Funktionales Spiel, nüchtern, frei von artifizeiller Phrasierung, kräftig und dabei ungeduldig – das Klavierspiel Sergej Prokofjews war zu seiner Zeit der Inbegriff des Neuen, nicht im Sinne einer Mode sondern eines Paradigmenwechsels, wie ihn Bartók, Stravinskij und andere für den Instrumentalvirtuosen propagierten.
Der junge österreichische Pianist Markus Schirmer demonstrierte im Großen Saal im Konzerhaus am 2. Klavierkonzert von Prokofjew eben diese klare, technisch brilliante, aber am Werk und nicht an der eigenen Artistik orientierte Spielweise, wie sie heute eigentlich den Standard darstellen sollte – bedauerlicherweise aber nicht immer ist. einzig mit seiner Zugabe, einer recht banalen Schumann’schen Träumerei, folgte Schirmer der effekthascherischen Allüre vieler Pianisten – bei Fazil Say mußte es partout die Kleine Nachtmusik sein, einzig Lang Lang hatte Modernes gewählt. Naja, auch Zugaben gehen vorbei.
Das Orchester des Mariinski Theaters St. Petersburg unter Valery Gergiev – zuletzt nicht gerade von der Kritik verwöhnt für ihre Aufführungen von Tschaikowski’s Eugen Onegin im Theater an der Wien – konnte aber beweisen, was Meister Gergiew aus einem Theater-Orchester herauszuholen im Stande ist: mit dem Klavierkonzert präsentierten sie sich als präziser, aber nicht kalter, von echter Spielfreude durchdrungener Klangkörper, die sichtliche Mitgerissenheit des Dirigenten scheint sich perfekt aufs Orchester übertragen zu haben.
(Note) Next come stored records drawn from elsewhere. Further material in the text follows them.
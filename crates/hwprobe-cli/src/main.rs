//! hwprobe
//!
//! Prints CPU, GPU, kernel, memory and storage facts, escalating to a root
//! shell for anything the current user cannot read.

mod config;
mod output;

use anyhow::{Context, Result};
use clap::{Parser, Subcommand};
use config::Config;
use hwprobe_core::device::{
    EmmcInfo, IoScheduler, KernelInfo, MemoryInfo, MemoryUnit, ProcessorInfo,
};
use hwprobe_core::{CoreMonitor, Delivery, Prober, Snapshot, Subsystem};
use serde::Serialize;
use std::path::PathBuf;
use std::sync::Arc;
use std::time::Duration;
use tracing::{debug, info};
use tracing_subscriber::EnvFilter;

const DEFAULT_CONFIG_PATH: &str = "config/default.toml";

#[derive(Parser)]
#[command(name = "hwprobe")]
#[command(about = "Inspect CPU, GPU and system hardware attributes")]
#[command(version)]
struct Cli {
    /// Enable verbose logging
    #[arg(short, long)]
    verbose: bool,

    /// Configuration file (default: config/default.toml if present)
    #[arg(short, long)]
    config: Option<PathBuf>,

    /// Print JSON instead of text
    #[arg(long)]
    json: bool,

    /// Never escalate to a root shell
    #[arg(long)]
    no_root: bool,

    #[command(subcommand)]
    command: Commands,
}

#[derive(Subcommand)]
enum Commands {
    /// CPU frequencies, governors and temperature
    Cpu,
    /// GPU frequencies
    Gpu,
    /// Kernel version string
    Kernel,
    /// Memory totals
    Memory {
        /// Unit: b, kb, mb
        #[arg(long, default_value = "kb")]
        unit: String,
    },
    /// Processor model and features
    Processor,
    /// Block device I/O scheduler
    IoScheduler,
    /// eMMC identity and known firmware bugs
    Emmc,
    /// Sample per-core frequencies periodically
    Monitor {
        /// Sampling interval in milliseconds (default from config)
        #[arg(long)]
        interval: Option<u64>,

        /// Stop after this many samples
        #[arg(long)]
        count: Option<usize>,
    },
    /// Everything except the monitor
    All,
    /// Configuration file commands
    Config {
        #[command(subcommand)]
        action: ConfigCommands,
    },
}

#[derive(Subcommand)]
enum ConfigCommands {
    /// Print the effective configuration
    Show,
    /// Write the effective configuration to a file
    Write {
        /// Output file path
        path: PathBuf,
    },
}

#[derive(Serialize)]
struct SnapshotReport<T: Serialize> {
    state: hwprobe_core::AcquisitionState,
    escalated: bool,
    #[serde(flatten)]
    info: T,
}

#[tokio::main]
async fn main() -> Result<()> {
    let cli = Cli::parse();

    // Setup logging
    let filter = log_filter(cli.verbose, std::env::var(EnvFilter::DEFAULT_ENV).ok());
    tracing_subscriber::fmt().with_env_filter(filter).init();

    let config = match &cli.config {
        Some(path) => Config::load(path)
            .with_context(|| format!("Failed to load config from {}", path.display()))?,
        None => Config::load_or_default(DEFAULT_CONFIG_PATH)?,
    };
    debug!("Configuration: {:?}", config);

    let mut options = config.probe_options();
    if cli.no_root {
        options = options.with_privileged_fallback(false);
    }
    let prober = Arc::new(Prober::system(config.shell_config()).with_options(options));
    if prober.options().privileged_fallback && !prober.privilege_available() {
        info!("No root shell available, reading as the current user only");
    }

    match cli.command {
        Commands::Cpu => handle_cpu(&prober, cli.json).await,
        Commands::Gpu => handle_gpu(&prober, cli.json).await,
        Commands::Kernel => handle_kernel(&prober, cli.json).await,
        Commands::Memory { unit } => handle_memory(&prober, &unit, cli.json).await,
        Commands::Processor => handle_processor(&prober, cli.json).await,
        Commands::IoScheduler => handle_io_scheduler(&prober, cli.json).await,
        Commands::Emmc => handle_emmc(&prober, cli.json).await,
        Commands::Monitor { interval, count } => {
            let interval = interval
                .map(Duration::from_millis)
                .unwrap_or_else(|| config.monitor_interval());
            handle_monitor(prober, interval, count, cli.json).await
        }
        Commands::All => handle_all(&prober, cli.json).await,
        Commands::Config { action } => handle_config(action, &config),
    }
}

/// `RUST_LOG` directives win over `--verbose` when they parse.
fn log_filter(verbose: bool, directives: Option<String>) -> EnvFilter {
    let level = if verbose { "debug" } else { "warn" };
    directives
        .and_then(|d| EnvFilter::try_new(d).ok())
        .unwrap_or_else(|| EnvFilter::new(level))
}

fn print_json<T: Serialize>(value: &T) -> Result<()> {
    let text = serde_json::to_string_pretty(value).context("Failed to serialize output")?;
    println!("{}", text);
    Ok(())
}

fn report<T: Serialize>(snapshot: &Snapshot, info: T) -> SnapshotReport<T> {
    SnapshotReport {
        state: snapshot.state,
        escalated: snapshot.escalated,
        info,
    }
}

async fn handle_cpu(prober: &Prober, json: bool) -> Result<()> {
    let snapshot = prober.acquire(Subsystem::Cpu).await;
    if json {
        return print_json(&report(&snapshot, snapshot.cpu()));
    }
    print!("{}", output::render_cpu(&snapshot));
    Ok(())
}

async fn handle_gpu(prober: &Prober, json: bool) -> Result<()> {
    let snapshot = prober.acquire(Subsystem::Gpu).await;
    if json {
        return print_json(&report(&snapshot, snapshot.gpu()));
    }
    print!("{}", output::render_gpu(&snapshot));
    Ok(())
}

async fn handle_kernel(prober: &Prober, json: bool) -> Result<()> {
    let info = KernelInfo::read(prober).await;
    if json {
        return print_json(&info);
    }
    print!("{}", output::render_kernel(info.as_ref()));
    Ok(())
}

async fn handle_memory(prober: &Prober, unit: &str, json: bool) -> Result<()> {
    let unit: MemoryUnit = unit.parse()?;
    let info = MemoryInfo::read(prober, unit).await;
    if json {
        return print_json(&info);
    }
    print!("{}", output::render_memory(&info));
    Ok(())
}

async fn handle_processor(prober: &Prober, json: bool) -> Result<()> {
    let info = ProcessorInfo::read(prober).await;
    if json {
        return print_json(&info);
    }
    print!("{}", output::render_processor(info.as_ref()));
    Ok(())
}

async fn handle_io_scheduler(prober: &Prober, json: bool) -> Result<()> {
    let info = IoScheduler::read(prober).await;
    if json {
        return print_json(&info);
    }
    print!("{}", output::render_io_scheduler(info.as_ref()));
    Ok(())
}

async fn handle_emmc(prober: &Prober, json: bool) -> Result<()> {
    let info = EmmcInfo::read(prober).await;
    if json {
        return print_json(&serde_json::json!({
            "emmc": info,
            "bug_impact": info.bug_impact(),
            "can_brick": info.can_brick(),
        }));
    }
    print!("{}", output::render_emmc(&info));
    Ok(())
}

async fn handle_all(prober: &Prober, json: bool) -> Result<()> {
    let (cpu, gpu) = tokio::join!(
        prober.acquire(Subsystem::Cpu),
        prober.acquire(Subsystem::Gpu)
    );
    let kernel = KernelInfo::read(prober).await;
    let memory = MemoryInfo::read(prober, MemoryUnit::default()).await;
    let processor = ProcessorInfo::read(prober).await;
    let io_scheduler = IoScheduler::read(prober).await;
    let emmc = EmmcInfo::read(prober).await;

    if json {
        return print_json(&serde_json::json!({
            "cpu": report(&cpu, cpu.cpu()),
            "gpu": report(&gpu, gpu.gpu()),
            "kernel": kernel,
            "memory": memory,
            "processor": processor,
            "io_scheduler": io_scheduler,
            "emmc": emmc,
        }));
    }

    let sections = [
        output::render_cpu(&cpu),
        output::render_gpu(&gpu),
        output::render_kernel(kernel.as_ref()),
        output::render_memory(&memory),
        output::render_processor(processor.as_ref()),
        output::render_io_scheduler(io_scheduler.as_ref()),
        output::render_emmc(&emmc),
    ];
    println!("{}", sections.join("\n").trim_end());
    Ok(())
}

async fn handle_monitor(
    prober: Arc<Prober>,
    interval: Duration,
    count: Option<usize>,
    json: bool,
) -> Result<()> {
    let monitor = CoreMonitor::new(prober);
    info!(
        "Monitoring {} cores every {}ms",
        monitor.core_count(),
        interval.as_millis()
    );

    let (tx, mut rx) = tokio::sync::mpsc::unbounded_channel();
    let handle = monitor.start(
        interval,
        move |cores| {
            let _ = tx.send(cores);
        },
        Delivery::Inline,
    );

    let mut received = 0;
    loop {
        tokio::select! {
            sample = rx.recv() => {
                let Some(cores) = sample else { break };
                let now = chrono::Local::now();
                if json {
                    print_json(&serde_json::json!({
                        "timestamp": now.to_rfc3339(),
                        "cores": cores,
                    }))?;
                } else {
                    let stamp = now.format("%H:%M:%S").to_string();
                    print!("{}", output::render_cores(&stamp, &cores));
                }
                received += 1;
                if count.is_some_and(|limit| received >= limit) {
                    break;
                }
            }
            _ = tokio::signal::ctrl_c() => {
                debug!("Interrupted");
                break;
            }
        }
    }

    handle.join().await;
    Ok(())
}

fn handle_config(action: ConfigCommands, config: &Config) -> Result<()> {
    match action {
        ConfigCommands::Show => {
            let text = toml::to_string_pretty(config).context("Failed to serialize configuration")?;
            print!("{}", text);
        }
        ConfigCommands::Write { path } => {
            config.save(&path)?;
            println!("Configuration written to: {}", path.display());
        }
    }

    Ok(())
}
In Tschaikowski’s 5. Symphonie wählten sie sich eine weitere Spielwiese für die große Gestik. Vom Trauermarsch der Einleitung an dominieren die dunklen Farben. Besonders das vierfache Forte, mit dem am Schluß des 2. Satzes das „Schicksalsmotiv“ in die idyllisch melodische Liedform einbricht, scheint richtiggehend Spaß gemacht zu haben. Und das darf es. Nach dem weniger prominenten Walzersatz kommt das schicksalschwere Motiv endlich als tragende Komponente des Schlußsatzes zum Einsatz – und nicht mehr als störender Einbruch, um endlich in einem Triuphmarsch auszuklingen.
Als Zugabe spielten die Petersburger noch die symphonische Miniatur Baba Jaga von Anatoli Ljadow, eine orchestrale Fingerübung.
Eine Aufnahme des Komponisten selbst (Prokofjew spielt Prokofjew) aus den dreißiger Jahren ist erhalten geblieben, sodass wir hören können, wie der Urheber es gemeint hat…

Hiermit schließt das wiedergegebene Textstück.